The records that follow must be transcribed exactly, each one in full.

Dataset entries
====

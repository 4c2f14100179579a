// SPDX-License-Identifier: MPL-2.0
//! Seek track widget drawn on a Canvas.
//!
//! Reports presses and hover in window coordinates together with the
//! track's own bounds, so the progress component can turn any later pointer
//! position into a fraction without asking for layout again.

use crate::ui::design_tokens::{opacity, palette, radius, sizing};
use crate::ui::player::progress::Message;
use crate::ui::state::TrackBounds;
use iced::widget::canvas::{self, Action, Canvas, Frame, Geometry, Path};
use iced::{mouse, Color, Element, Length, Point, Rectangle, Renderer, Size, Theme};

/// Snapshot of everything the track draws.
#[derive(Debug, Clone, Copy)]
pub struct ProgressTrack {
    /// Played part, in percent of the track width.
    fill_percent: f32,
    /// Handle centre, in percent of the track width.
    handle_percent: f32,
    hover: Option<f64>,
    dragging: bool,
}

impl ProgressTrack {
    #[must_use]
    pub fn new(fill_percent: f32, handle_percent: f32) -> Self {
        Self {
            fill_percent: fill_percent.clamp(0.0, 100.0),
            handle_percent: handle_percent.clamp(0.0, 100.0),
            hover: None,
            dragging: false,
        }
    }

    #[must_use]
    pub fn hover(mut self, hover: Option<f64>) -> Self {
        self.hover = hover;
        self
    }

    #[must_use]
    pub fn dragging(mut self, dragging: bool) -> Self {
        self.dragging = dragging;
        self
    }

    pub fn into_element<'a>(self) -> Element<'a, Message> {
        Canvas::new(self)
            .width(Length::Fill)
            .height(Length::Fixed(sizing::TRACK_HIT_HEIGHT))
            .into()
    }
}

/// Pointer-over flag kept by the canvas between events.
#[derive(Debug, Default)]
pub struct Hover {
    inside: bool,
}

fn track_of(bounds: Rectangle) -> TrackBounds {
    TrackBounds::new(bounds.x, bounds.width)
}

impl canvas::Program<Message> for ProgressTrack {
    type State = Hover;

    fn update(
        &self,
        state: &mut Self::State,
        event: &iced::Event,
        bounds: Rectangle,
        cursor: mouse::Cursor,
    ) -> Option<Action<Message>> {
        match event {
            iced::Event::Mouse(mouse::Event::ButtonPressed(mouse::Button::Left)) => {
                let position = cursor.position_over(bounds)?;
                Some(
                    Action::publish(Message::PointerDown {
                        x: position.x,
                        track: track_of(bounds),
                    })
                    .and_capture(),
                )
            }
            iced::Event::Mouse(mouse::Event::CursorMoved { .. }) => {
                match cursor.position_over(bounds) {
                    Some(position) => {
                        state.inside = true;
                        Some(Action::publish(Message::Hovered {
                            x: position.x,
                            track: track_of(bounds),
                        }))
                    }
                    None if state.inside => {
                        state.inside = false;
                        Some(Action::publish(Message::HoverLeft))
                    }
                    None => None,
                }
            }
            iced::Event::Mouse(mouse::Event::CursorLeft) if state.inside => {
                state.inside = false;
                Some(Action::publish(Message::HoverLeft))
            }
            _ => None,
        }
    }

    #[allow(clippy::cast_possible_truncation)]
    fn draw(
        &self,
        state: &Self::State,
        renderer: &Renderer,
        _theme: &Theme,
        bounds: Rectangle,
        _cursor: mouse::Cursor,
    ) -> Vec<Geometry> {
        let mut frame = Frame::new(renderer, bounds.size());
        let width = bounds.width;
        let top = (bounds.height - sizing::TRACK_HEIGHT) / 2.0;
        let bar = |fraction: f32| {
            Path::rounded_rectangle(
                Point::new(0.0, top),
                Size::new(width * fraction, sizing::TRACK_HEIGHT),
                radius::FULL.min(sizing::TRACK_HEIGHT / 2.0).into(),
            )
        };

        frame.fill(&bar(1.0), palette::GRAY_700);

        if let Some(hover) = self.hover {
            frame.fill(
                &bar(hover.clamp(0.0, 1.0) as f32),
                Color {
                    a: opacity::HOVER_PREVIEW,
                    ..palette::PRIMARY_300
                },
            );
        }

        frame.fill(&bar(self.fill_percent / 100.0), palette::PRIMARY_500);

        if state.inside || self.dragging {
            let centre = Point::new(
                width * self.handle_percent / 100.0,
                bounds.height / 2.0,
            );
            frame.fill(
                &Path::circle(centre, sizing::TRACK_HANDLE / 2.0),
                palette::PRIMARY_500,
            );
        }

        vec![frame.into_geometry()]
    }

    fn mouse_interaction(
        &self,
        _state: &Self::State,
        bounds: Rectangle,
        cursor: mouse::Cursor,
    ) -> mouse::Interaction {
        if self.dragging || cursor.is_over(bounds) {
            mouse::Interaction::Pointer
        } else {
            mouse::Interaction::default()
        }
    }
}

#[cfg(test)]
mod tests {
    use super::*;

    #[test]
    fn percentages_are_clamped() {
        let track = ProgressTrack::new(140.0, -3.0);
        assert_eq!(track.fill_percent, 100.0);
        assert_eq!(track.handle_percent, 0.0);
    }

    #[test]
    fn track_bounds_follow_layout() {
        let bounds = Rectangle::new(Point::new(24.0, 300.0), Size::new(400.0, 20.0));
        assert_eq!(track_of(bounds), TrackBounds::new(24.0, 400.0));
    }

    #[test]
    fn builds_element() {
        let _element = ProgressTrack::new(25.0, 25.0)
            .hover(Some(0.5))
            .dragging(true)
            .into_element();
    }
}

====

### SOLUTION TO THIS EXERCISE
repository 4c2f14100179579a
// SPDX-License-Identifier: MPL-2.0
//! Seek track widget drawn on a Canvas.
//!
//! Reports presses and hover in window coordinates together with the
//! track's own bounds, so the progress component can turn any later pointer
//! position into a fraction without asking for layout again.

use crate::ui::design_tokens::{opacity, palette, radius, sizing};
use crate::ui::player::progress::Message;
use crate::ui::state::TrackBounds;
use iced::widget::canvas::{self, Action, Canvas, Frame, Geometry, Path};
use iced::{mouse, Color, Element, Length, Point, Rectangle, Renderer, Size, Theme};

/// Snapshot of everything the track draws.
#[derive(Debug, Clone, Copy)]
pub struct ProgressTrack {
    /// Played part, in percent of the track width.
    fill_percent: f32,
    /// Handle centre, in percent of the track width.
    handle_percent: f32,
    hover: Option<f64>,
    dragging: bool,
}

impl ProgressTrack {
    #[must_use]
    pub fn new(fill_percent: f32, handle_percent: f32) -> Self {
        Self {
            fill_percent: fill_percent.clamp(0.0, 100.0),
            handle_percent: handle_percent.clamp(0.0, 100.0),
            hover: None,
            dragging: false,
        }
    }

    #[must_use]
    pub fn hover(mut self, hover: Option<f64>) -> Self {
        self.hover = hover;
        self
    }

    #[must_use]
    pub fn dragging(mut self, dragging: bool) -> Self {
        self.dragging = dragging;
        self
    }

    pub fn into_element<'a>(self) -> Element<'a, Message> {
        Canvas::new(self)
            .width(Length::Fill)
            .height(Length::Fixed(sizing::TRACK_HIT_HEIGHT))
            .into()
    }
}

/// Pointer-over flag kept by the canvas between events.
#[derive(Debug, Default)]
pub struct Hover {
    inside: bool,
}

fn track_of(bounds: Rectangle) -> TrackBounds {
    TrackBounds::new(bounds.x, bounds.width)
}

impl canvas::Program<Message> for ProgressTrack {
    type State = Hover;

    fn update(
        &self,
        state: &mut Self::State,
        event: &iced::Event,
        bounds: Rectangle,
        cursor: mouse::Cursor,
    ) -> Option<Action<Message>> {
        match event {
            iced::Event::Mouse(mouse::Event::ButtonPressed(mouse::Button::Left)) => {
                let position = cursor.position_over(bounds)?;
                Some(
                    Action::publish(Message::PointerDown {
                        x: position.x,
                        track: track_of(bounds),
                    })
                    .and_capture(),
                )
            }
            iced::Event::Mouse(mouse::Event::CursorMoved { .. }) => {
                match cursor.position_over(bounds) {
                    Some(position) => {
                        state.inside = true;
                        Some(Action::publish(Message::Hovered {
                            x: position.x,
                            track: track_of(bounds),
                        }))
                    }
                    None if state.inside => {
                        state.inside = false;
                        Some(Action::publish(Message::HoverLeft))
                    }
                    None => None,
                }
            }
            iced::Event::Mouse(mouse::Event::CursorLeft) if state.inside => {
                state.inside = false;
                Some(Action::publish(Message::HoverLeft))
            }
            _ => None,
        }
    }

    #[allow(clippy::cast_possible_truncation)]
    fn draw(
        &self,
        state: &Self::State,
        renderer: &Renderer,
        _theme: &Theme,
        bounds: Rectangle,
        _cursor: mouse::Cursor,
    ) -> Vec<Geometry> {
        let mut frame = Frame::new(renderer, bounds.size());
        let width = bounds.width;
        let top = (bounds.height - sizing::TRACK_HEIGHT) / 2.0;
        let bar = |fraction: f32| {
            Path::rounded_rectangle(
                Point::new(0.0, top),
                Size::new(width * fraction, sizing::TRACK_HEIGHT),
                radius::FULL.min(sizing::TRACK_HEIGHT / 2.0).into(),
            )
        };

        frame.fill(&bar(1.0), palette::GRAY_700);

        if let Some(hover) = self.hover {
            frame.fill(
                &bar(hover.clamp(0.0, 1.0) as f32),
                Color {
                    a: opacity::HOVER_PREVIEW,
                    ..palette::PRIMARY_300
                },
            );
        }

        frame.fill(&bar(self.fill_percent / 100.0), palette::PRIMARY_500);

        if state.inside || self.dragging {
            let centre = Point::new(
                width * self.handle_percent / 100.0,
                bounds.height / 2.0,
            );
            frame.fill(
                &Path::circle(centre, sizing::TRACK_HANDLE / 2.0),
                palette::PRIMARY_500,
            );
        }

        vec![frame.into_geometry()]
    }

    fn mouse_interaction(
        &self,
        _state: &Self::State,
        bounds: Rectangle,
        cursor: mouse::Cursor,
    ) -> mouse::Interaction {
        if self.dragging || cursor.is_over(bounds) {
            mouse::Interaction::Pointer
        } else {
            mouse::Interaction::default()
        }
    }
}

#[cfg(test)]
mod tests {
    use super::*;

    #[test]
    fn percentages_are_clamped() {
        let track = ProgressTrack::new(140.0, -3.0);
        assert_eq!(track.fill_percent, 100.0);
        assert_eq!(track.handle_percent, 0.0);
    }

    #[test]
    fn track_bounds_follow_layout() {
        let bounds = Rectangle::new(Point::new(24.0, 300.0), Size::new(400.0, 20.0));
        assert_eq!(track_of(bounds), TrackBounds::new(24.0, 400.0));
    }

    #[test]
    fn builds_element() {
        let _element = ProgressTrack::new(25.0, 25.0)
            .hover(Some(0.5))
            .dragging(true)
            .into_element();
    }
}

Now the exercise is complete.